Concept and creation
Producer Eiji Aonuma and game director Hidemaro Fujibayashi have commented on the popularity of Sidon and have stated that they enjoy Sidon's enthusiasm. Fujibayashi said that during the development of Sidon's character, "he was kind of overly enthusiastic at first". He went on to explain: "We thought it was a bit too much, but as we adjusted his dialogue and improved it, we also came to love his character. So, where he ended up, it makes a lot of sense that people like him".

Character design
Sidon bears the typical fantastical design traits of the Zora, being a humanoid character with features that resemble a fish.
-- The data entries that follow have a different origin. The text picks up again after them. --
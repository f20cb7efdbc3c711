//! App 状态定义 (Model)
//!
//! 包含应用状态结构体及相关枚举

use crate::quiz::QuizSession;
use crate::storage::LedgerStore;

/// 应用阶段
#[derive(Debug, Clone, PartialEq)]
pub enum Phase {
    /// 正在获取题目
    Loading,
    /// 获取失败，附带错误信息
    Failed(String),
    Quiz,
    /// 末题答完，等待用户确认
    Completed,
    /// 成绩页
    Summary,
}

/// dispatch 之后运行时需要做的事
#[derive(Debug, Clone, Copy, PartialEq, Eq)]
pub enum Control {
    Continue,
    Quit,
    /// 重新获取题目
    Fetch,
}

/// 应用状态
pub struct App {
    pub phase: Phase,
    pub session: Option<QuizSession>,
    pub store: Option<LedgerStore>,
    pub amount: u8,
    pub message: Option<String>,
}

impl App {
    /// 创建新的应用实例，初始为加载状态
    pub fn new(amount: u8, store: Option<LedgerStore>) -> Self {
        Self {
            phase: Phase::Loading,
            session: None,
            store,
            amount,
            message: None,
        }
    }

    pub fn session(&self) -> Option<&QuizSession> {
        self.session.as_ref()
    }
}
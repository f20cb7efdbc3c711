//! 视图层模块
//!
//! 包含主渲染入口和各种视图组件

pub mod components;
pub mod layouts;

use ratatui::{
    Frame,
    layout::{Alignment, Constraint, Direction, Layout, Rect},
    style::{Color, Modifier, Style},
    text::{Line, Span},
    widgets::{Block, Borders, Paragraph, Wrap},
};

use super::state::{App, Phase};
use crate::quiz::{QuizSession, Summary};
use components::{button, option_line, render_dialog_framework};
use layouts::centered_rect;

/// 渲染 UI
pub fn render(frame: &mut Frame, app: &App) {
    match (&app.phase, app.session()) {
        (Phase::Loading, _) => render_loading(frame, app),
        (Phase::Failed(error), _) => render_failed(frame, error),
        (Phase::Quiz, Some(session)) => render_quiz(frame, app, session),
        (Phase::Completed, Some(session)) => {
            render_quiz(frame, app, session);
            render_completed_dialog(frame);
        }
        (Phase::Summary, Some(session)) => render_summary(frame, &session.summary()),
        (_, None) => render_loading(frame, app),
    }
}

fn render_loading(frame: &mut Frame, app: &App) {
    let area = centered_rect(50, 20, frame.area());
    let inner = render_dialog_framework(frame, area, "Trivia", Color::Cyan);
    let text = format!("正在获取 {} 道题目...\n\n[q] 退出", app.amount);
    frame.render_widget(
        Paragraph::new(text).alignment(Alignment::Center),
        inner,
    );
}

fn render_failed(frame: &mut Frame, error: &str) {
    let area = centered_rect(70, 30, frame.area());
    let inner = render_dialog_framework(frame, area, "⚠️ 获取题目失败", Color::Red);
    let text = format!("{error}\n\n[r] 重新获取  [q] 退出");
    frame.render_widget(
        Paragraph::new(text)
            .style(Style::default().fg(Color::Red))
            .wrap(Wrap { trim: true }),
        inner,
    );
}

fn render_quiz(frame: &mut Frame, app: &App, session: &QuizSession) {
    let chunks = Layout::default()
        .direction(Direction::Vertical)
        .constraints([
            Constraint::Length(3), // 进度
            Constraint::Min(5),    // 题目
            Constraint::Length(6), // 选项
            Constraint::Length(3), // 按钮
            Constraint::Length(3), // 帮助
        ])
        .split(frame.area());

    render_header(frame, session, chunks[0]);
    render_question(frame, session, chunks[1]);
    render_options(frame, session, chunks[2]);
    render_controls(frame, session, chunks[3]);
    render_help(frame, app, chunks[4]);
}

fn render_header(frame: &mut Frame, session: &QuizSession, area: Rect) {
    let question = session.current();
    let mut spans = vec![Span::styled(
        format!("第 {}/{} 题", session.cursor() + 1, session.len()),
        Style::default()
            .fg(Color::Cyan)
            .add_modifier(Modifier::BOLD),
    )];
    for tag in [&question.category, &question.difficulty] {
        if !tag.is_empty() {
            spans.push(Span::styled(
                format!("  | {tag}"),
                Style::default().fg(Color::Gray),
            ));
        }
    }
    let ledger = session.ledger();
    spans.push(Span::styled(
        format!("  | 得分 {}/{}", ledger.score(), ledger.len()),
        Style::default().fg(Color::Green),
    ));

    let header = Paragraph::new(Line::from(spans))
        .block(Block::default().title("🎯 Trivia").borders(Borders::ALL));
    frame.render_widget(header, area);
}

fn render_question(frame: &mut Frame, session: &QuizSession, area: Rect) {
    let question = Paragraph::new(session.current().text.as_str())
        .style(Style::default().add_modifier(Modifier::BOLD))
        .block(Block::default().title("题目").borders(Borders::ALL))
        .wrap(Wrap { trim: true });
    frame.render_widget(question, area);
}

fn render_options(frame: &mut Frame, session: &QuizSession, area: Rect) {
    let question = session.current();
    let lines: Vec<Line> = session
        .options()
        .iter()
        .enumerate()
        .filter_map(|(slot, id)| {
            question
                .option_text(*id)
                .map(|text| option_line(slot, text, session.overlay(*id)))
        })
        .collect();

    let options =
        Paragraph::new(lines).block(Block::default().title("选项").borders(Borders::ALL));
    frame.render_widget(options, area);
}

fn render_controls(frame: &mut Frame, session: &QuizSession, area: Rect) {
    let controls = session.controls();
    let line = Line::from(vec![
        button("◀ [h] 上一题", controls.previous_enabled),
        Span::raw("        "),
        button("[l] 下一题 ▶", controls.next_enabled),
    ]);
    let widget = Paragraph::new(line)
        .alignment(Alignment::Center)
        .block(Block::default().borders(Borders::ALL));
    frame.render_widget(widget, area);
}

fn render_help(frame: &mut Frame, app: &App, area: Rect) {
    let help_text = match &app.phase {
        Phase::Quiz => "[1-4] 选择  [h/←] 上一题  [l/→/Enter] 下一题  [q] 退出",
        Phase::Completed => "[Enter] 确认",
        _ => "[q] 退出",
    };

    let message = app.message.as_deref().unwrap_or("");
    let text = if message.is_empty() {
        help_text.to_string()
    } else {
        format!("{}  |  {}", help_text, message)
    };

    let help = Paragraph::new(text)
        .style(Style::default().fg(Color::Gray))
        .block(Block::default().borders(Borders::ALL));
    frame.render_widget(help, area);
}

fn render_completed_dialog(frame: &mut Frame) {
    let area = centered_rect(40, 20, frame.area());
    let inner = render_dialog_framework(frame, area, "🎉 完成", Color::Green);
    frame.render_widget(
        Paragraph::new("答题完成！\n\n[Enter] 确认").alignment(Alignment::Center),
        inner,
    );
}

fn render_summary(frame: &mut Frame, summary: &Summary) {
    let area = centered_rect(50, 40, frame.area());
    let inner = render_dialog_framework(frame, area, "成绩", Color::Cyan);

    let seconds = summary.elapsed.num_seconds().max(0);
    let lines = vec![
        Line::from(Span::styled(
            format!(
                "答对 {}/{} ({}%)",
                summary.correct,
                summary.total,
                summary.percent()
            ),
            Style::default()
                .fg(Color::Green)
                .add_modifier(Modifier::BOLD),
        )),
        Line::from(format!("已作答 {}", summary.answered)),
        Line::from(format!("用时 {:02}:{:02}", seconds / 60, seconds % 60)),
        Line::from(""),
        Line::from(Span::styled(
            "[r] 再来一局  [q] 退出",
            Style::default().fg(Color::Gray),
        )),
    ];
    frame.render_widget(Paragraph::new(lines).alignment(Alignment::Center), inner);
}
He is primarily red or dark pink in colour, with a tail fin sprouting from the top of his head. Eiji Aonuma has commented on his design: "Actually, the initial colour of Prince Sidon's body was blue, but since he's meant to be Mipha's brother, he obviously wouldn't have looked like a sibling. That's why we gave him a pink-ish colour". Artist Yuko Miyakawa said in development notes that he had been asked to create the character as "a passionate, dignified and powerful character with a stronger physique than other Zora" and based his design on a hammerhead shark. As a member of the Zora race, Sidon is taller than the average Hyrulean, but he is also tall by Zora standards. Due to the slow age rate of the Zora, Sidon is a young man with an age of 135 years. Like the other Zora, Sidon wears little clothing, but his attire does feature several items that reflect his status as prince of the Zora, such as his scarf, epaulettes, bracelets, and belt.

Portrayal
Sidon is voiced in English by James D. Mortellaro in Breath of the Wild and Hyrule Warriors: Age of Calamity. He is voiced by Kosuke Onishi in Japanese.

Characteristics
Sidon is the prince of the amphibious Zora and a strong leader of his people. He is also the best swimmer of his race. His friendly, brave and optimistic personality is reflected in his tendency to strike poses during gameplay. He has also been noted for his muscular physique and his gleaming white smile, which have resulted in many fans treating him like a heart-throb. His affable personality means that he is well liked by the Zora people. Sidon is the son of King Dorephan, the ruler of Zora's Domain, which means that he is the next in line as ruler. He displays a great deal of respect for his older sister, Mipha, which provides an emotional element to his storyline. They share a deep bond, which is expressed in one of The Champion's Ballad cutscenes for Breath of the Wild in which Mipha helps baby Sidon to glide up a waterfall in Zora's Domain and tells him, "I believe in you". He sometimes displays moments of grief during gameplay when the death of his sister is mentioned in Hyrule Warriors: Age of Calamity.

Appearances

The Legend of Zelda: Breath of the Wild
Sidon plays a major role in the gameplay of Breath of the Wild as a supportive character to Link. When Link reaches Zora's Domain in Breath of the Wild, he is greeted by Sidon, who holds Link in high regard. Sidon is a friendly ally to Link in his quest to defeat Waterblight Ganon and gain control of Divine Beast Vah Ruta. He provides words of encouragement to Link in gameplay, such as "I believe in you, Link!" Before Link can enter Divine Beast Vah Ruta, he rides on the back of Sidon to be transported along the surface of the water in Zora's Domain in order to reach the Divine Beast. After Link gains control of Vah Ruta, Sidon expresses his gratitude and admiration for Link. Sidon also appears in a cutscene in The Champion's Ballad, the second DLC pack for Breath of the Wild. The cutscene takes the form of a flashback in the storyline, which depicts Sidon as a baby with his sister Mipha. In the storyline of Breath of the Wild, the player learns that Mipha is one of the four Champions who helps Zelda and Link to fight against Calamity Ganon 100 years earlier, but loses her life during the battle. In the present day, Sidon is depicted bowing his head in mourning at night while standing before her memorial statue in Zora's Domain.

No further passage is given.